Depends a bit on how you define systemd. Just found out that the systemd developers don't understand DNS (or IPv6). Interesting problems result from that.

> Just found out that the systemd developers don't understand DNS (or IPv6).

Just according to Github, systemd has over 2,300 contributors. Which ones are you referring to?

And more to the point, what is this supposed to mean? Did you encounter a bug or something? DNS on Linux is sort of famously a tire fire, see for example https://tailscale.com/blog/sisyphean-dns-client-linux ... IPv6 networking is also famously difficult on Linux, with many users still refusing to even leave it enabled, frustratingly for those of us who care about IPv6.
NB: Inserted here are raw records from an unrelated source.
impl<B, R> FormController<B, R>
where
    B: Backend,
    R: Renderer,
{
    pub fn new(config: FrontendConfig, backend: B, renderer: R) -> Self {
        let state = ControllerState::new(&config);
        let mut controller = Self {
            config,
            backend,
            renderer,
            state,
            metrics: Metrics::new(),
        };
        controller.render();
        controller
    }

    pub const fn state(&self) -> &ControllerState {
        &self.state
    }

    pub const fn config(&self) -> &FrontendConfig {
        &self.config
    }

    pub const fn renderer(&self) -> &R {
        &self.renderer
    }

    pub fn view(&self) -> ViewModel {
        let state = &self.state;

        ViewModel {
            method_options: self
                .config
                .available_methods
                .iter()
                .map(|&method| MethodOption {
                    method,
                    active: method == state.method,
                })
                .collect(),
            detail_section: DetailSection::from(state.method),
            required_fields: state.method.required_fields().to_vec(),
            gateway: state.gateway,
            form: state.form.clone(),
            fee_preview: FeeLabels::from(&state.fee_preview),
            button: state.submission.into(),
            notification: state.notifications.current().cloned(),
            transactions: state.history.displayed(),
            balance: state.balance.current().map(format_kes),
            banks: state.banks.clone(),
            redirect: state.redirect.clone(),
            state: state.submission,
        }
    }

    pub fn select_method(&mut self, method: WithdrawalMethod) {
        if !self.config.available_methods.contains(&method) {
            debug!(%method, "Method not offered by this profile, ignoring");
            return;
        }

        self.state.method = method;
        self.recompute_fees();
        self.render();
    }

    pub fn select_gateway(&mut self, gateway: PaymentGateway) {
        if self.config.gateways.is_none() {
            debug!(?gateway, "No gateway selector in this profile, ignoring");
            return;
        }

        self.state.gateway = Some(gateway);
        self.render();
    }

    pub fn set_amount(&mut self, input: impl Into<String>) {
        self.set_field(FormField::Amount, input);
    }

    pub fn set_field(&mut self, field: FormField, value: impl Into<String>) {
        self.state.form.set(field, value);
        if field == FormField::Amount {
            self.recompute_fees();
        }
        self.render();
    }

    pub fn dismiss_notification(&mut self) {
        self.state.notifications.dismiss();
        self.render();
    }

    /// Advance the notification clock; re-renders only if something expired.
    pub fn tick(&mut self, now: Instant) {
        if self.state.notifications.tick(now) {
            self.render();
        }
    }

    /// Validate the form and send the withdrawal.
    ///
    /// Validation failures never reach the network. The button is restored
    /// on every exit path.
    pub async fn submit_withdrawal(&mut self) -> Result<Receipt, SubmitError> {
        self.transition(SubmissionState::Validating);

        let request = self.state.form.withdrawal_request(self.state.method);
        let validator =
            Validator::new(self.config.limits).with_balance(self.state.balance.local_limit());

        let withdrawal = match validator.check(&request) {
            Ok(withdrawal) => withdrawal,
            Err(err) => {
                warn!(reason = err.reason(), error = %err, "Withdrawal blocked by validation");
                self.metrics.record_validation_rejection("withdrawal", err.reason());
                self.state
                    .notifications
                    .notify(err.title(), NotificationKind::Error, err.to_string());
                self.transition(SubmissionState::Idle);
                return Err(err.into());
            }
        };

        self.transition(SubmissionState::Submitting);

        let started = Instant::now();
        let result = {
            let action = WithdrawAction::new(
                &self.backend,
                withdrawal.clone(),
                self.config.wire_format,
                self.payment_method_code(),
            );
            info!(description = %action.description(), "Submitting withdrawal");
            action.execute().await
        };
        self.metrics
            .record_submission("withdrawal", result.is_ok(), started.elapsed());

        match &result {
            Ok(receipt) => self.withdrawal_succeeded(&withdrawal, receipt).await,
            Err(err) => self.withdrawal_failed(&withdrawal, err),
        }

        self.transition(SubmissionState::Idle);
        result.map_err(Into::into)
    }

    /// Validate the deposit inputs and start a checkout.
    pub async fn submit_deposit(&mut self) -> Result<Receipt, SubmitError> {
        if !self.config.deposits_enabled {
            let err = SubmitError::DepositsDisabled;
            self.state
                .notifications
                .notify("Deposit Unavailable", NotificationKind::Error, err.to_string());
            self.render();
            return Err(err);
        }

        self.transition(SubmissionState::Validating);

        let deposit = match self.state.form.deposit_request().check(&self.config.limits) {
            Ok(deposit) => deposit,
            Err(err) => {
                warn!(reason = err.reason(), error = %err, "Deposit blocked by validation");
                self.metrics.record_validation_rejection("deposit", err.reason());
                self.state
                    .notifications
                    .notify(err.title(), NotificationKind::Error, err.to_string());
                self.transition(SubmissionState::Idle);
                return Err(err.into());
            }
        };

        self.transition(SubmissionState::Submitting);

        let started = Instant::now();
        let amount = deposit.amount;
        let result = {
            let action = DepositAction::new(&self.backend, deposit);
            info!(description = %action.description(), "Submitting deposit");
            action.execute().await
        };
        self.metrics
            .record_submission("deposit", result.is_ok(), started.elapsed());

        match &result {
            Ok(receipt) => {
                let record = TransactionRecord::deposit(
                    receipt.transaction_id.clone(),
                    amount,
                    TransactionStatus::Success,
                    receipt
                        .message
                        .clone()
                        .unwrap_or_else(|| "Redirecting to checkout".to_string()),
                );
                let url = receipt.redirect_url.clone().unwrap_or_default();
                self.metrics.record_deposit(amount);

                self.state.notifications.notify(
                    "Deposit Started",
                    NotificationKind::Success,
                    format!(
                        "{} deposit started\nTransaction ID: {}\nContinue at {}",
                        format_kes(amount),
                        record.id,
                        url
                    ),
                );
                self.record(record);
                self.state.redirect = Some(CheckoutRedirect {
                    transaction_id: receipt.transaction_id.clone(),
                    url,
                });
                self.transition(SubmissionState::Succeeded);
                self.reset_form();
            }
            Err(err) => {
                self.metrics.record_failure("deposit", err.reason());
                self.record(TransactionRecord::deposit(
                    None,
                    amount,
                    TransactionStatus::Failed,
                    err.to_string(),
                ));
                self.state.notifications.notify(
                    failure_title(err, "Deposit Failed"),
                    NotificationKind::Error,
                    err.to_string(),
                );
                self.transition(SubmissionState::Failed);
            }
        }

        self.transition(SubmissionState::Idle);
        result.map_err(Into::into)
    }

    /// Re-read the balance and announce it.
    ///
    /// On failure the last known balance stays on screen.
    pub async fn refresh_balance(&mut self) -> eyre::Result<Option<Decimal>> {
        match self.state.balance.refresh(&self.backend).await {
            Ok(Some(balance)) => {
                self.metrics.set_balance(balance.amount);
                self.state.notifications.notify(
                    "Balance Refreshed",
                    NotificationKind::Success,
                    format!("Available: {}", format_kes(balance.amount)),
                );
                self.render();
                Ok(Some(balance.amount))
            }
            Ok(None) => {
                debug!("No balance tracked in this profile");
                Ok(None)
            }
            Err(e) => {
                warn!(error = %e, "Balance refresh failed");
                self.state.notifications.notify(
                    "Balance Unavailable",
                    NotificationKind::Error,
                    e.to_string(),
                );
                self.render();
                Err(e)
            }
        }
    }

    /// Fetch the banks offered in the bank selector.
    pub async fn load_banks(&mut self) -> Result<usize, ClientError> {
        match self.backend.banks().await {
            Ok(banks) => {
                info!(count = banks.len(), "Loaded banks");
                self.state.banks = banks;
                self.render();
                Ok(self.state.banks.len())
            }
            Err(e) => {
                warn!(error = %e, "Failed to load banks");
                self.state.notifications.notify(
                    "Banks Unavailable",
                    NotificationKind::Error,
                    e.to_string(),
                );
                self.render();
                Err(e)
            }
        }
    }

    async fn withdrawal_succeeded(&mut self, withdrawal: &Withdrawal, receipt: &Receipt) {
        let method = withdrawal.method();
        let record = TransactionRecord::withdrawal(
            receipt.transaction_id.clone(),
            withdrawal.amount,
            method,
            TransactionStatus::Success,
            receipt
                .message
                .clone()
                .unwrap_or_else(|| "Withdrawal successful".to_string()),
            receipt.timestamp.as_deref(),
        );

        let net = receipt.net_amount.unwrap_or(self.state.fee_preview.net);
        self.metrics.record_withdrawal(withdrawal.amount);
        self.state.notifications.notify(
            "Withdrawal Successful!",
            NotificationKind::Success,
            format!(
                "{} sent via {}\nTransaction ID: {}\nNet Amount: KES {}",
                format_kes(withdrawal.amount),
                method.as_str().to_uppercase(),
                record.id,
                net.normalize()
            ),
        );
        self.record(record);
        self.transition(SubmissionState::Succeeded);
        self.reset_form();

        if self.state.balance.refresh_after_withdrawal() {
            if let Err(e) = self.state.balance.refresh(&self.backend).await {
                warn!(error = %e, "Balance refresh after withdrawal failed");
            }
        } else {
            self.state.balance.record_withdrawal(withdrawal.amount);
        }
        if let Some(balance) = self.state.balance.current() {
            self.metrics.set_balance(balance);
        }
    }

    fn withdrawal_failed(&mut self, withdrawal: &Withdrawal, err: &SubmissionError) {
        self.metrics.record_failure("withdrawal", err.reason());
        self.record(TransactionRecord::withdrawal(
            None,
            withdrawal.amount,
            withdrawal.method(),
            TransactionStatus::Failed,
            err.to_string(),
            None,
        ));
        self.state.notifications.notify(
            failure_title(err, "Withdrawal Failed"),
            NotificationKind::Error,
            err.to_string(),
        );
        self.transition(SubmissionState::Failed);
    }

    fn payment_method_code(&self) -> Option<String> {
        let codes = self.config.gateways.as_ref()?;
        let gateway = self.state.gateway.unwrap_or_default();
        Some(codes.code(gateway).to_string())
    }

    fn record(&mut self, record: TransactionRecord) {
        self.state.history.record(record);
        self.metrics.set_history_size(self.state.history.len());
    }

    fn reset_form(&mut self) {
        self.state.form.reset();
        self.recompute_fees();
        self.render();
    }

    fn recompute_fees(&mut self) {
        self.state.fee_preview = preview_from_input(
            &self.state.form.amount,
            self.state.method,
            &self.config.fee_table,
        );
    }

    fn transition(&mut self, next: SubmissionState) {
        debug!(from = ?self.state.submission, to = ?next, "Submission state");
        self.state.submission = next;
        self.render();
    }

    fn render(&mut self) {
        let view = self.view();
        self.renderer.render(&view);
    }
}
Systemd-resolved invents DNS records (not really something you would like to see, makes debugging DNS issues a nightmare). But worse, it populates those DNS records with IPv6 link local addresses, which really have no place in DNS.

Then, when after a nice debugging session why your application behaves so strangely, all the data in DNS is correct, why doesn't it work, you find that this issue has been reported before and was rejected as won't fix, works as intended.


Hm, but systemd-resolved mainly doesn't provide DNS services, it provides _name resolution_. Names can be resolved using more sources than just DNS, some of which do support link-locals properly, so it's normal for getaddrinfo() or the other standard name resolution functions to return addresses that aren't in DNS.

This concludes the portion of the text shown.